Will is known for his openness to experimentation. He lived in NYC and was part of the vibrant downtown music scene for a while. Once a member of NY-based avant-rock group PAK with Ron Anderson, he has collaborated with Elliott Sharp, Time of Orchids, Mambo Matins, Samsara, Muffinhead, DJ Squid etc). Will is one of those people that most Academics would conservatively dismiss as a knucklehead with a computer and too much time on his hands. Yet he really is a progressive Academic himself (NY and SF has a bunch of those, like the great Fred Frith for example) with two Masters degrees in teaching and music compositions and with works featured in places such as Kennedy Center, Lincoln Center, NYU, Brooklyn Conservatory and so on and so forth. Whether you are impressed by that or not, is up to you, just give this a listen and decide for yourself."

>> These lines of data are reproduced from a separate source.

//! Structured logging to stderr through tracing-subscriber.
//!
//! The console channel owns stdout, so log lines never mix with replies.
//! HTTP client internals are held at `warn` unless a directive names them.

use tracing_subscriber::EnvFilter;
use tracing_subscriber::filter::Directive;

use crate::error::AppError;

/// Targets that flood `debug` with connection chatter.
const QUIET_TARGETS: &[&str] = &["hyper_util=warn", "reqwest=warn"];

/// Install the global subscriber. Fails if one is already set.
///
/// `level` comes from `-v` flags or config; `prefer_level` is true when it
/// came from the command line, which then outranks `RUST_LOG`.
pub fn init(level: &str, prefer_level: bool) -> Result<(), AppError> {
    let rust_log = std::env::var(EnvFilter::DEFAULT_ENV).ok();
    let filter = build_filter(level, prefer_level, rust_log.as_deref())?;

    tracing_subscriber::fmt()
        .with_env_filter(filter)
        .with_writer(std::io::stderr)
        .try_init()
        .map_err(|e| AppError::Logger(format!("failed to set subscriber: {e}")))
}

/// Pick the filter from the configured level and the `RUST_LOG` value.
///
/// The preferred source is tried first and the other is the fallback when
/// it does not parse; both failing is an error naming both.
fn build_filter(level: &str, prefer_level: bool, rust_log: Option<&str>) -> Result<EnvFilter, AppError> {
    let from_level = EnvFilter::try_new(level).map_err(|e| format!("invalid log level '{level}': {e}"));
    let from_env = match rust_log {
        Some(spec) => EnvFilter::try_new(spec).map_err(|e| format!("RUST_LOG '{spec}' did not parse: {e}")),
        None => Err("RUST_LOG not set".to_string()),
    };

    let (first, second) = if prefer_level { (from_level, from_env) } else { (from_env, from_level) };
    let mut filter = match (first, second) {
        (Ok(filter), _) | (Err(_), Ok(filter)) => filter,
        (Err(first_err), Err(second_err)) => return Err(AppError::Logger(format!("{first_err}; {second_err}"))),
    };

    for target in QUIET_TARGETS {
        let directive: Directive = target
            .parse()
            .map_err(|e| AppError::Logger(format!("bad built-in directive '{target}': {e}")))?;
        filter = filter.add_directive(directive);
    }
    Ok(filter)
}

#[cfg(test)]
mod tests {
    use tracing::level_filters::LevelFilter;

    use super::*;

    fn max_level(level: &str, prefer_level: bool, rust_log: Option<&str>) -> Option<LevelFilter> {
        build_filter(level, prefer_level, rust_log).unwrap().max_level_hint()
    }

    #[test]
    fn cli_level_outranks_rust_log() {
        assert_eq!(max_level("debug", true, Some("trace")), Some(LevelFilter::DEBUG));
    }

    #[test]
    fn rust_log_outranks_config_level() {
        assert_eq!(max_level("info", false, Some("trace")), Some(LevelFilter::TRACE));
        assert_eq!(max_level("warn", false, None), Some(LevelFilter::WARN));
    }

    #[test]
    fn unparsable_source_falls_back_to_the_other() {
        assert_eq!(max_level("info", false, Some("tripmate=loud")), Some(LevelFilter::INFO));
        assert_eq!(max_level("tripmate=loud", true, Some("info")), Some(LevelFilter::INFO));
    }

    #[test]
    fn both_sources_bad_names_both() {
        let err = build_filter("tripmate=loud", true, None).unwrap_err();
        let AppError::Logger(msg) = err else { panic!("expected logger error") };
        assert!(msg.contains("invalid log level 'tripmate=loud'"));
        assert!(msg.contains("RUST_LOG not set"));
    }

    #[test]
    fn http_client_noise_is_capped() {
        let filter = build_filter("trace", true, None).unwrap().to_string();
        assert!(filter.contains("reqwest=warn"), "{filter}");
        assert!(filter.contains("hyper_util=warn"), "{filter}");
    }
}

RegenMag Magazine (www.regenmag.com)

BlipVert is the solo project of Will Redmond, who also plays in a number of other projects, including experimental act Cartridge and minimalist dub act E. Priest. Redmond's solo material runs the gamut from video game music to drum 'n' bass to ambient, but all uniquely spliced together and sped up into a frantic and punishing blur of ever-changing sounds and rhythms. Dub music is just about the last genre anyone would ever describe as frantic, but Redmond manages to make it happen on the first track; as "Peace with Ummem" segues from flute trills and footsteps to studio buzz and drumbeats, the rhythm turns into something fast and distorted but nonetheless possessed of an instrumental reggae flavor. It sounds like Lee "Scratch" Perry getting pulverized by a runaway freight train. "Big Boy Slip" is all abrasive distortion and sudden tempo changes, and "Barbwire Girls" slips seemingly at random between high-BPM hardcore techno and washes of ambience. As if the frenetic nature of his music wasn't enough, Redmond also makes several of his compositions extra creepy with what sound like disturbing playground rhymes, as on "Couch of Soob" and "Tao to a Feel." While Redmond is certainly capable of moving into mellower territory, as on the purely ambient outro "Georges" or the Art of Noise-inspired "Bye Judy, Don't Make 'em Sad," the pure unpredictability of this release is enough to drive a typical techno listener to self-harm. Noise freaks, on the other hand, will eat this up. Visit www.synapsecompound.com for more information on BlipVert and Will Redmond's other projects.



Gothtronic
Magazine (www.gothtronic.com)
Originally blipverts were a kind of new high-speed, high-intensity television commercials which caused the nerve systems of certain viewers to overload. Now, this is really the effect that struck me when listening to the album 'Stop:Skronk:Explode of this American madman called Blipvert. In earlier days, when I listened to the songs of Kid 606, they beat me to a jelly. Cutting 50! songs into pieces and rebuild them into a song of four minutes, drove me already up the curtains. Blipvert takes it even one step further. He manages to throw overboard every single form of song structure and creates 'something' with a combination of noise, breakcore and ambient soundscapes. It sounds to me like there is a kind of intergalactical top 40 from another Milky Waysystem that is rumbling to us at a speed of a thousand miles per hour. This goes way too far for me! It might just be unique, but I'm never through with this Blipvert-cd. This is - in a matter of speaking - the most raw electronic record I have ever heard. After this electronic-deathride you will be almost death and in need for quick respiration.